*Supplied material*.
_ _ _ _ _ _ _
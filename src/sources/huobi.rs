use crate::error::{body_snippet, AppError, Result};
use crate::types::Candle;
use reqwest::Client;
use serde::Deserialize;
use std::time::Duration;
use tracing::{debug, warn};

/// Largest `size` the kline endpoint accepts.
const MAX_KLINE_SIZE: usize = 2000;

/// Huobi kline history response.
#[derive(Debug, Deserialize)]
struct KlineResponse {
    status: String,
    #[serde(rename = "err-msg")]
    err_msg: Option<String>,
    data: Option<Vec<HuobiKline>>,
}

#[derive(Debug, Deserialize)]
struct HuobiKline {
    id: i64,
    open: f64,
    close: f64,
    low: f64,
    high: f64,
    #[serde(default)]
    vol: f64,
}

/// Huobi REST client for historical candles.
#[derive(Clone)]
pub struct HuobiClient {
    client: Client,
    base_url: String,
}

impl HuobiClient {
    pub fn new(base_url: &str) -> Self {
        let client = Client::builder()
            .user_agent("sigwatch/0.1")
            .timeout(Duration::from_secs(15))
            .build()
            .unwrap_or_else(|_| Client::new());

        Self {
            client,
            base_url: base_url.trim_end_matches('/').to_string(),
        }
    }

    /// Fetch up to `size` candles for `symbol`, oldest first.
    pub async fn fetch_klines(&self, symbol: &str, period: &str, size: usize) -> Result<Vec<Candle>> {
        let url = format!("{}/market/history/kline", self.base_url);
        let size = size.clamp(1, MAX_KLINE_SIZE).to_string();
        let symbol = symbol.to_lowercase();

        let response = self
            .client
            .get(&url)
            .query(&[("symbol", symbol.as_str()), ("period", period), ("size", size.as_str())])
            .send()
            .await?;

        if !response.status().is_success() {
            let status = response.status();
            let text = response.text().await.unwrap_or_default();
            warn!("Huobi API returned {}: {}", status, body_snippet(&text, 200));
            return Err(AppError::ExternalApi(format!("Huobi API error: {}", status)));
        }

        let body = response.text().await?;
        let candles = parse_klines(&body)?;
        debug!("Fetched {} {} candles for {}", candles.len(), period, symbol);
        Ok(candles)
    }
}

/// Validate a kline response and convert it to ascending candles.
pub fn parse_klines(body: &str) -> Result<Vec<Candle>> {
    let data: KlineResponse = serde_json::from_str(body)?;

    if data.status != "ok" {
        return Err(AppError::ExternalApi(format!(
            "Huobi API error: {}",
            data.err_msg.unwrap_or(data.status)
        )));
    }

    let klines = match data.data {
        Some(k) if !k.is_empty() => k,
        _ => return Err(AppError::ExternalApi("Huobi returned no candles".to_string())),
    };

    let mut candles: Vec<Candle> = klines
        .into_iter()
        .map(|k| Candle::new(k.id, k.open, k.high, k.low, k.close, k.vol))
        .collect();
    // Newest first on the wire
    candles.sort_by_key(|c| c.time);
    candles.dedup_by_key(|c| c.time);
    Ok(candles)
}

#[cfg(test)]
mod tests {
    use super::*;

    #[test]
    fn test_parse_klines_sorted_ascending() {
        let body = r#"{"status":"ok","ch":"market.btcusdt.kline.1min","ts":1,"data":[
            {"id":120,"open":3,"close":4,"low":2,"high":5,"amount":1,"vol":30,"count":1},
            {"id":60,"open":2,"close":3,"low":1,"high":4,"amount":1,"vol":20,"count":1},
            {"id":0,"open":1,"close":2,"low":1,"high":2,"amount":1,"vol":10,"count":1}
        ]}"#;
        let candles = parse_klines(body).unwrap();
        let times: Vec<i64> = candles.iter().map(|c| c.time).collect();
        assert_eq!(times, vec![0, 60, 120]);
        assert_eq!(candles[2].high, 5.0);
        assert_eq!(candles[2].volume, 30.0);
    }

    #[test]
    fn test_parse_klines_rejects_error_status() {
        let body = r#"{"status":"error","err-code":"invalid-parameter","err-msg":"invalid symbol"}"#;
        let err = parse_klines(body).unwrap_err();
        assert!(err.to_string().contains("invalid symbol"));
    }

    #[test]
    fn test_parse_klines_rejects_empty_data() {
        assert!(parse_klines(r#"{"status":"ok","data":[]}"#).is_err());
        assert!(parse_klines(r#"{"status":"ok"}"#).is_err());
        assert!(parse_klines("<html>").is_err());
    }

    /// Serve one canned HTTP response on a local port.
    async fn serve_once(status: &'static str, body: String) -> String {
        use tokio::io::{AsyncReadExt, AsyncWriteExt};

        let listener = tokio::net::TcpListener::bind("127.0.0.1:0").await.unwrap();
        let addr = listener.local_addr().unwrap();
        tokio::spawn(async move {
            let (mut socket, _) = listener.accept().await.unwrap();
            let mut request = Vec::new();
            let mut buf = [0u8; 1024];
            while !request.windows(4).any(|w| w == b"\r\n\r\n") {
                let n = socket.read(&mut buf).await.unwrap();
                if n == 0 {
                    break;
                }
                request.extend_from_slice(&buf[..n]);
            }
            let response = format!(
                "HTTP/1.1 {}\r\nContent-Type: text/plain; charset=utf-8\r\nContent-Length: {}\r\nConnection: close\r\n\r\n{}",
                status,
                body.len(),
                body
            );
            socket.write_all(response.as_bytes()).await.unwrap();
            socket.shutdown().await.ok();
        });
        format!("http://{}", addr)
    }

    #[tokio::test]
    async fn test_fetch_klines_non_ascii_error_body() {
        // Log arguments are only formatted with a subscriber in place
        let subscriber = tracing_subscriber::fmt()
            .with_max_level(tracing::Level::DEBUG)
            .with_test_writer()
            .finish();
        let _guard = tracing::subscriber::set_default(subscriber);

        let url = serve_once("503 Service Unavailable", "€".repeat(100)).await;
        let client = HuobiClient::new(&url);

        let err = client.fetch_klines("btcusdt", "1min", 300).await.unwrap_err();
        assert!(matches!(err, AppError::ExternalApi(_)));
        assert!(err.to_string().contains("503"));
    }

    #[tokio::test]
    async fn test_fetch_klines_ok() {
        let body = r#"{"status":"ok","data":[
            {"id":60,"open":2,"close":3,"low":1,"high":4,"vol":20},
            {"id":0,"open":1,"close":2,"low":1,"high":2,"vol":10}
        ]}"#;
        let url = serve_once("200 OK", body.to_string()).await;
        let client = HuobiClient::new(&url);

        let candles = client.fetch_klines("BTCUSDT", "1min", 2).await.unwrap();
        assert_eq!(candles.len(), 2);
        assert_eq!(candles[0].time, 0);
        assert_eq!(candles[1].close, 3.0);
    }
}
_ _ _ _ _ _ _
*Assignment*.
Your task is to repeat each line of the material exactly.

*Reply*.
filename src/sources/huobi.rs
use crate::error::{body_snippet, AppError, Result};
use crate::types::Candle;
use reqwest::Client;
use serde::Deserialize;
use std::time::Duration;
use tracing::{debug, warn};

/// Largest `size` the kline endpoint accepts.
const MAX_KLINE_SIZE: usize = 2000;

/// Huobi kline history response.
#[derive(Debug, Deserialize)]
struct KlineResponse {
    status: String,
    #[serde(rename = "err-msg")]
    err_msg: Option<String>,
    data: Option<Vec<HuobiKline>>,
}

#[derive(Debug, Deserialize)]
struct HuobiKline {
    id: i64,
    open: f64,
    close: f64,
    low: f64,
    high: f64,
    #[serde(default)]
    vol: f64,
}

/// Huobi REST client for historical candles.
#[derive(Clone)]
pub struct HuobiClient {
    client: Client,
    base_url: String,
}

impl HuobiClient {
    pub fn new(base_url: &str) -> Self {
        let client = Client::builder()
            .user_agent("sigwatch/0.1")
            .timeout(Duration::from_secs(15))
            .build()
            .unwrap_or_else(|_| Client::new());

        Self {
            client,
            base_url: base_url.trim_end_matches('/').to_string(),
        }
    }

    /// Fetch up to `size` candles for `symbol`, oldest first.
    pub async fn fetch_klines(&self, symbol: &str, period: &str, size: usize) -> Result<Vec<Candle>> {
        let url = format!("{}/market/history/kline", self.base_url);
        let size = size.clamp(1, MAX_KLINE_SIZE).to_string();
        let symbol = symbol.to_lowercase();

        let response = self
            .client
            .get(&url)
            .query(&[("symbol", symbol.as_str()), ("period", period), ("size", size.as_str())])
            .send()
            .await?;

        if !response.status().is_success() {
            let status = response.status();
            let text = response.text().await.unwrap_or_default();
            warn!("Huobi API returned {}: {}", status, body_snippet(&text, 200));
            return Err(AppError::ExternalApi(format!("Huobi API error: {}", status)));
        }

        let body = response.text().await?;
        let candles = parse_klines(&body)?;
        debug!("Fetched {} {} candles for {}", candles.len(), period, symbol);
        Ok(candles)
    }
}

/// Validate a kline response and convert it to ascending candles.
pub fn parse_klines(body: &str) -> Result<Vec<Candle>> {
    let data: KlineResponse = serde_json::from_str(body)?;

    if data.status != "ok" {
        return Err(AppError::ExternalApi(format!(
            "Huobi API error: {}",
            data.err_msg.unwrap_or(data.status)
        )));
    }

    let klines = match data.data {
        Some(k) if !k.is_empty() => k,
        _ => return Err(AppError::ExternalApi("Huobi returned no candles".to_string())),
    };

    let mut candles: Vec<Candle> = klines
        .into_iter()
        .map(|k| Candle::new(k.id, k.open, k.high, k.low, k.close, k.vol))
        .collect();
    // Newest first on the wire
    candles.sort_by_key(|c| c.time);
    candles.dedup_by_key(|c| c.time);
    Ok(candles)
}

#[cfg(test)]
mod tests {
    use super::*;

    #[test]
    fn test_parse_klines_sorted_ascending() {
        let body = r#"{"status":"ok","ch":"market.btcusdt.kline.1min","ts":1,"data":[
            {"id":120,"open":3,"close":4,"low":2,"high":5,"amount":1,"vol":30,"count":1},
            {"id":60,"open":2,"close":3,"low":1,"high":4,"amount":1,"vol":20,"count":1},
            {"id":0,"open":1,"close":2,"low":1,"high":2,"amount":1,"vol":10,"count":1}
        ]}"#;
        let candles = parse_klines(body).unwrap();
        let times: Vec<i64> = candles.iter().map(|c| c.time).collect();
        assert_eq!(times, vec![0, 60, 120]);
        assert_eq!(candles[2].high, 5.0);
        assert_eq!(candles[2].volume, 30.0);
    }

    #[test]
    fn test_parse_klines_rejects_error_status() {
        let body = r#"{"status":"error","err-code":"invalid-parameter","err-msg":"invalid symbol"}"#;
        let err = parse_klines(body).unwrap_err();
        assert!(err.to_string().contains("invalid symbol"));
    }

    #[test]
    fn test_parse_klines_rejects_empty_data() {
        assert!(parse_klines(r#"{"status":"ok","data":[]}"#).is_err());
        assert!(parse_klines(r#"{"status":"ok"}"#).is_err());
        assert!(parse_klines("<html>").is_err());
    }

    /// Serve one canned HTTP response on a local port.
    async fn serve_once(status: &'static str, body: String) -> String {
        use tokio::io::{AsyncReadExt, AsyncWriteExt};

        let listener = tokio::net::TcpListener::bind("127.0.0.1:0").await.unwrap();
        let addr = listener.local_addr().unwrap();
        tokio::spawn(async move {
            let (mut socket, _) = listener.accept().await.unwrap();
            let mut request = Vec::new();
            let mut buf = [0u8; 1024];
            while !request.windows(4).any(|w| w == b"\r\n\r\n") {
                let n = socket.read(&mut buf).await.unwrap();
                if n == 0 {
                    break;
                }
                request.extend_from_slice(&buf[..n]);
            }
            let response = format!(
                "HTTP/1.1 {}\r\nContent-Type: text/plain; charset=utf-8\r\nContent-Length: {}\r\nConnection: close\r\n\r\n{}",
                status,
                body.len(),
                body
            );
            socket.write_all(response.as_bytes()).await.unwrap();
            socket.shutdown().await.ok();
        });
        format!("http://{}", addr)
    }

    #[tokio::test]
    async fn test_fetch_klines_non_ascii_error_body() {
        // Log arguments are only formatted with a subscriber in place
        let subscriber = tracing_subscriber::fmt()
            .with_max_level(tracing::Level::DEBUG)
            .with_test_writer()
            .finish();
        let _guard = tracing::subscriber::set_default(subscriber);

        let url = serve_once("503 Service Unavailable", "€".repeat(100)).await;
        let client = HuobiClient::new(&url);

        let err = client.fetch_klines("btcusdt", "1min", 300).await.unwrap_err();
        assert!(matches!(err, AppError::ExternalApi(_)));
        assert!(err.to_string().contains("503"));
    }

    #[tokio::test]
    async fn test_fetch_klines_ok() {
        let body = r#"{"status":"ok","data":[
            {"id":60,"open":2,"close":3,"low":1,"high":4,"vol":20},
            {"id":0,"open":1,"close":2,"low":1,"high":2,"vol":10}
        ]}"#;
        let url = serve_once("200 OK", body.to_string()).await;
        let client = HuobiClient::new(&url);

        let candles = client.fetch_klines("BTCUSDT", "1min", 2).await.unwrap();
        assert_eq!(candles.len(), 2);
        assert_eq!(candles[0].time, 0);
        assert_eq!(candles[1].close, 3.0);
    }
}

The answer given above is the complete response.